How far the Germans are right in their estimate of the effect of mass night bombing on our morale and our economic strength, we know better than they do. Doubtless they express more confidence than they feel, and it is certain that the material and moral damage they have done is not nearly’ so important as they would have their own people believed. After the initial shock of these great onslaughts the cream of the assaulted community has reacted and rallied miraculously, and recovery has been swift.
These terrific blows under the belt have caused hurt and anguish, and so long as the Germans are assured that they will not be returned and that we shall go on leading the orthodox left – to their widely distributed bases and , war plants, we must expect many more such vicious blows. So long as the struggle is in the main restricted to bombing duels, the Germans are confident that our civilian morale will crack before their war machine can he put out of action. Even if and when, in the agony of our hurts, we turn our attention to their civilians and deprive them of further immunity, the Germans will rely on the advantage which an authoritarian regime possesses of regimenting and disciplining their masses. Hitler is utterly indifferent to slaughter—whether of German or Jew, soldier or civilian, so long as the object to be gained justifies the price to be paid and is attainable at the price.

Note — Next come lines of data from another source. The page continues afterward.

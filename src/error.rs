//! Unified error handling for the relay daemon.
//!
//! One enum per concern, each with a static `error_code()` used as a metric
//! label. Nothing in here is fatal: callers log, count and carry on.

use relay_proto::ProtoError;
use thiserror::Error;

// ============================================================================
// Bus Errors
// ============================================================================

/// Errors raised by a [`Bus`](crate::bus::Bus) implementation.
#[derive(Debug, Error)]
pub enum BusError {
    /// Consumers are driven by tokio tasks; there was no runtime to spawn on.
    #[error("no tokio runtime available to drive consumer for {0}")]
    NoRuntime(String),

    #[error("invalid bus topic: {0:?}")]
    InvalidTopic(String),
}

impl BusError {
    /// Get a static error code string for metrics labeling.
    #[inline]
    pub fn error_code(&self) -> &'static str {
        match self {
            Self::NoRuntime(_) => "no_runtime",
            Self::InvalidTopic(_) => "invalid_topic",
        }
    }
}

// ============================================================================
// Lock Errors
// ============================================================================

/// Errors raised by a [`LockService`](crate::election::LockService).
#[derive(Debug, Error)]
pub enum LockError {
    #[error("invalid lock name: {0:?}")]
    InvalidName(String),
}

// ============================================================================
// Bridge Errors
// ============================================================================

/// Errors raised while talking to the external chat webhook.
#[derive(Debug, Error)]
pub enum BridgeError {
    #[error("webhook request failed: {0}")]
    Http(#[from] reqwest::Error),

    #[error("webhook rejected message with status {0}")]
    Status(u16),

    #[error("bridge is not configured for outgoing messages")]
    NotConfigured,
}

impl BridgeError {
    /// Get a static error code string for metrics labeling.
    #[inline]
    pub fn error_code(&self) -> &'static str {
        match self {
            Self::Http(_) => "http",
            Self::Status(_) => "status",
            Self::NotConfigured => "not_configured",
        }
    }
}

/// Rejections of an inbound webhook post.
#[derive(Debug, Error, PartialEq, Eq)]
pub enum IncomingError {
    #[error("missing form field: {0}")]
    MissingField(&'static str),

    #[error("invalid webhook token")]
    BadToken,
}

impl IncomingError {
    /// HTTP status returned to the webhook caller.
    pub fn status_code(&self) -> u16 {
        match self {
            Self::MissingField(_) => 400,
            Self::BadToken => 403,
        }
    }
}

// ============================================================================
// Relay Errors (registry / router)
// ============================================================================

/// Errors surfaced by the registry and the HTTP boundary.
#[derive(Debug, Error)]
pub enum RelayError {
    #[error(transparent)]
    Bus(#[from] BusError),

    #[error(transparent)]
    Proto(#[from] ProtoError),

    /// A message had neither a recipient nor a channel.
    #[error("message has no recipient and no channel")]
    Unaddressed,
}

impl RelayError {
    /// Get a static error code string for metrics labeling.
    #[inline]
    pub fn error_code(&self) -> &'static str {
        match self {
            Self::Bus(e) => e.error_code(),
            Self::Proto(e) => e.error_code(),
            Self::Unaddressed => "unaddressed",
        }
    }
}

His satellites are as merciless, and have the same deep contempt of the herd. So long as we refrain from reprisals they fight at an advantage which they are ready to press to the utmost; they are totally indifferent to moral considerations or to public opinion within their own country or elsewhere. They have bedevilled half the civilised world, and have shocked into silence all that remains outside the British Empire. They know that they have utterly forfeited beyond all redemption, the respect of mankind, but they are content to forfeit respect so long as they can impose their will by dread and fear. They know that they have no future apart from mastery, and that when their strength fails they will be set upon and torn to pieces by their allies as well as by their enemies.
Meanwhile these monsters have to be fought and overcome, and it is time to consider whether we can afford to concede them the slightest unnecessary advantage—either of nicety or inefficiency. The whole German nation is welded into a single weapon; we are still clumsily gathering up our strength and co-ordinating our forces. The spirit of free men dwelling amid free institutions counts for much but it will not be decisive in this war against a slave State as tough and indurated as Germany until it has reached totality of effort and discipline.
There is a time for liberty and a time for discipline, and history is strewn with instances of the loss of the former for lack of the latter. For the latest instance we have not far to look; the weakness of France is patent to all now, but the German diagnosed it and relied upon it long before we suspected it.
Even now we have not fully digested its lessons.